Initial jobless claims dropped by 20,000 to 512,000 in the week ended Oct. 31, the fewest since January, from 532,000 the prior week. The number of people receiving jobless benefits fell to the lowest level since March, while those who had exhausted their allotment and were receiving extended payments climbed, Labor Department figures showed today in Washington.
Government stimulus measures such as the homebuyer tax credit are boosting consumer demand, helping to pull the economy out of its worst recession in seven decades. The government may report tomorrow that employers last month cut the fewest jobs in more than a year.
“We’ve been on a pretty solid downward trend of initial jobless claims,” Ellen Zentner, a senior economist at Bank of Tokyo-Mitsubishi UFJ Ltd., said in a interview with Bloomberg Radio in New York. “The recovery has taken hold.”
Stock-index futures extended gains after the claims data and a separate report showing worker productivity surged in the third quarter at the fastest pace in six years. Futures on the Standard & Poor’s 500 index climbed 0.3 percent to 1,050.20 at 8:54 a.m. in New York.
Worker productivity, a measure of employee output per hour, rose at a 9.5 percent annual rate, exceeding the median forecast of economists surveyed and the biggest jump in six years. Labor costs fell at a 5.2 percent pace, capping the biggest 12-month drop since records began in 1948, the Labor Department said.
Economists’ Forecasts
Economists forecast claims would fall to 522,000 from 530,000 a week earlier, according to the median of 42 projections in a Bloomberg News survey. Estimates ranged from 510,000 to 535,000.
Continuing claims dropped to 5.75 million in the week ended Oct. 24, as forecast, from 5.82 million the prior week. The reading was the lowest since the week ended March 21.
Those figures don’t include the number of Americans receiving extended benefits under federal programs. The number of people who’ve used up their benefits and are now collecting extended payments climbed by 115,000 to 4.01 million in the week ended Oct. 17 from the prior week, today’s report showed.
The U.S. Senate yesterday approved a $45 billion plan to expand a tax credit for first-time homebuyers, extend jobless benefits and provide tax refunds to money-losing companies. Lawmakers voted 98-0 for the measure, sending it to the House, where Majority Leader Steny Hoyer of Maryland said in a statement it will receive a vote as early as today.
Stimulus Plan
The plan would be the first major extension of provisions in February’s economic stimulus plan. The measure includes $2.4 billion to extend unemployment benefits for as many as 20 weeks, enough to aid the jobless through the holiday season.

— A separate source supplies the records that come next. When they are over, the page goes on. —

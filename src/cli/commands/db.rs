use crate::cli::parser::Commands;
use crate::config::Config;
use crate::db::migrate::run_pending_migrations;
use crate::db::pool::DbPool;
use crate::db::stats;
use crate::errors::AppResult;
use crate::utils::colors::{CYAN, GREEN, RED, RESET};

pub fn handle(cmd: &Commands, cfg: &Config) -> AppResult<()> {
    if let Commands::Db {
        migrate,
        check,
        vacuum,
        info,
    } = cmd
    {
        let mut pool = DbPool::new(&cfg.database)?;

        if *migrate {
            println!("{}▶ Running migrations…{}", CYAN, RESET);
            run_pending_migrations(&pool.conn)?;
            println!("{}✔ Migration completed.{}\n", GREEN, RESET);
        }

        if *info {
            stats::print_db_info(&mut pool, &cfg.database)?;
        }

        if *check {
            println!("{}▶ Running integrity check…{}", CYAN, RESET);

            let integrity: String = pool
                .conn
                .query_row("PRAGMA integrity_check;", [], |row| row.get(0))?;

            if integrity == "ok" {
                println!("{}✔ Integrity check passed.{}\n", GREEN, RESET);
            } else {
                println!("{}✘ Integrity check failed:{} {}\n", RED, RESET, integrity);
            }
        }

        if *vacuum {
            println!("{}▶ Running VACUUM…{}", CYAN, RESET);
            pool.conn.execute_batch("VACUUM;")?;
            println!("{}✔ Vacuum completed.{}\n", GREEN, RESET);
        }
    }

    Ok(())
}
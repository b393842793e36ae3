mod fs_utils;
mod json_csv;
pub mod logic;
mod model;

pub use logic::ExportLogic;
pub use model::TaskExport;

use crate::ui::messages::success;
use clap::ValueEnum;
use std::path::Path;

pub(crate) fn notify_export_success(label: &str, path: &Path) {
    success(format!("{label} export completed: {}", path.display()));
}

#[derive(Clone, Copy, Debug, PartialEq, Eq, ValueEnum)]
pub enum ExportFormat {
    Csv,
    Json,
}

impl ExportFormat {
    pub fn as_str(&self) -> &'static str {
        match self {
            ExportFormat::Csv => "csv",
            ExportFormat::Json => "json",
        }
    }
}
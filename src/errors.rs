//! Unified application error type.
//! All modules (db, core, tracking, cli, utils) return AppError to keep the
//! error handling consistent and easy to manage.

use crate::tracking::error::LocationError;
use std::io;
use thiserror::Error;

#[derive(Error, Debug)]
pub enum AppError {
    // ---------------------------
    // IO
    // ---------------------------
    #[error("I/O error: {0}")]
    Io(#[from] io::Error),

    // ---------------------------
    // Database-related
    // ---------------------------
    #[error("Database error: {0}")]
    Db(#[from] rusqlite::Error),

    #[error("Task store unavailable: {0}")]
    StoreUnavailable(String),

    // ---------------------------
    // Location / tracking
    // ---------------------------
    #[error(transparent)]
    Location(#[from] LocationError),

    // ---------------------------
    // Parsing errors
    // ---------------------------
    #[error("Invalid coordinate: {0}")]
    InvalidCoordinate(String),

    #[error("Invalid category: {0}")]
    InvalidCategory(String),

    #[error("Invalid priority: {0}")]
    InvalidPriority(String),

    // ---------------------------
    // Logic errors
    // ---------------------------
    #[error("No task with id {0}")]
    TaskNotFound(i64),

    #[error("No bookmark named '{0}'")]
    BookmarkNotFound(String),

    #[error("A bookmark named '{0}' already exists")]
    DuplicateBookmark(String),

    // ---------------------------
    // Config errors
    // ---------------------------
    #[error("Configuration error: {0}")]
    Config(String),

    #[error("Failed to load configuration")]
    ConfigLoad,

    #[error("Failed to save configuration")]
    ConfigSave,

    // ---------------------------
    // Export errors
    // ---------------------------
    #[error("Export error: {0}")]
    Export(String),

    // ---------------------------
    // Generic fallback
    // ---------------------------
    #[error("Internal error: {0}")]
    Other(String),
}

pub type AppResult<T> = Result<T, AppError>;
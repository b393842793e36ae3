use crate::db::pool::DbPool;
use crate::utils::colors::{CYAN, GREEN, GREY, RESET, YELLOW};
use rusqlite::OptionalExtension;
use std::fs;

fn count(pool: &DbPool, sql: &str) -> rusqlite::Result<i64> {
    pool.conn.query_row(sql, [], |row| row.get(0))
}

pub fn print_db_info(pool: &mut DbPool, db_path: &str) -> rusqlite::Result<()> {
    println!();

    //
    // 1) FILE SIZE
    //
    let file_size = fs::metadata(db_path).map(|m| m.len()).unwrap_or(0);
    let file_kb = (file_size as f64) / 1024.0;

    println!("{}• File:{} {}{}{}", CYAN, RESET, YELLOW, db_path, RESET);
    println!("{}• Size:{} {:.1} KB", CYAN, RESET, file_kb);

    //
    // 2) TASK COUNTS
    //
    let total = count(pool, "SELECT COUNT(*) FROM tasks")?;
    let open = count(pool, "SELECT COUNT(*) FROM tasks WHERE completed = 0")?;
    let bookmarks = count(pool, "SELECT COUNT(*) FROM location_bookmarks")?;
    let log_rows = count(pool, "SELECT COUNT(*) FROM log")?;

    println!(
        "{}• Tasks:{} {}{}{} ({} open, {} done)",
        CYAN,
        RESET,
        GREEN,
        total,
        RESET,
        open,
        total - open
    );
    println!("{}• Bookmarks:{} {}", CYAN, RESET, bookmarks);
    println!("{}• Log entries:{} {}", CYAN, RESET, log_rows);

    //
    // 3) CREATION RANGE
    //
    let first: Option<String> = pool
        .conn
        .query_row(
            "SELECT created_at FROM tasks ORDER BY created_at ASC LIMIT 1",
            [],
            |row| row.get(0),
        )
        .optional()?;

    let last: Option<String> = pool
        .conn
        .query_row(
            "SELECT created_at FROM tasks ORDER BY created_at DESC LIMIT 1",
            [],
            |row| row.get(0),
        )
        .optional()?;

    let fmt = |v: Option<String>| v.unwrap_or_else(|| format!("{GREY}--{RESET}"));

    println!("{}• Created:{}", CYAN, RESET);
    println!("    first: {}", fmt(first));
    println!("    last:  {}", fmt(last));

    println!();
    Ok(())
}
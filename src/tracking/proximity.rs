//! Finds open tasks within the proximity radius of a location.

use crate::core::calculator::distance::distance;
use crate::errors::AppResult;
use crate::models::location::Coordinate;
use crate::models::task::Task;
use crate::ui::messages::warning;
use async_trait::async_trait;
use std::rc::Rc;

pub const DEFAULT_PROXIMITY_RADIUS_M: f64 = 500.0;

/// Read side of the task store, as seen by the proximity checker.
#[async_trait(?Send)]
pub trait TaskSource {
    /// All tasks with `completed = false`.
    async fn fetch_open_tasks(&self) -> AppResult<Vec<Task>>;
}

#[derive(Debug, Clone, PartialEq)]
pub struct NearbyTask {
    pub task: Task,
    pub distance_m: f64,
}

pub struct ProximityChecker {
    store: Rc<dyn TaskSource>,
    radius_m: f64,
}

impl ProximityChecker {
    pub fn new(store: Rc<dyn TaskSource>, radius_m: f64) -> Self {
        Self { store, radius_m }
    }

    pub fn radius_m(&self) -> f64 {
        self.radius_m
    }

    /// Open tasks within `radius_m` of `location`. Order is not significant.
    ///
    /// Never fails: a store error is reported and yields no matches.
    pub async fn check_nearby(&self, location: &Coordinate) -> Vec<NearbyTask> {
        match self.store.fetch_open_tasks().await {
            Ok(tasks) => filter_nearby(tasks, location, self.radius_m),
            Err(e) => {
                warning(format!("Proximity check skipped: {}", e));
                Vec::new()
            }
        }
    }
}

/// Keep the incomplete tasks whose distance to `location` is ≤ `radius_m`.
pub fn filter_nearby(tasks: Vec<Task>, location: &Coordinate, radius_m: f64) -> Vec<NearbyTask> {
    tasks
        .into_iter()
        .filter(|t| !t.completed)
        .filter_map(|task| {
            let d = distance(location, &task.coordinate);
            (d <= radius_m).then_some(NearbyTask {
                task,
                distance_m: d,
            })
        })
        .collect()
}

The four-week moving average of initial claims, a less volatile measure, decreased to 523,750 last week from 526,750.
The unemployment rate among people eligible for benefits, which tends to track the jobless rate, held at 4.4 percent in the week ended Oct. 24.
Thirty-seven states and territories reported an increase in claims, while 16 reported a decrease. These data are reported with a one-week lag.
Initial jobless claims reflect weekly firings and tend to rise as job growth -- measured by the monthly non-farm payrolls report -- slows. The economy has lost 7.2 million jobs since the recession began in December 2007.
Payroll Outlook
Another 175,000 jobs were probably lost in the month of October and unemployment probably rose to a 26-year high of 9.9 percent, economists forecast before tomorrow’s Labor Department payrolls report. That compares with 263,000 jobs lost in September and would be the smallest drop since August 2008.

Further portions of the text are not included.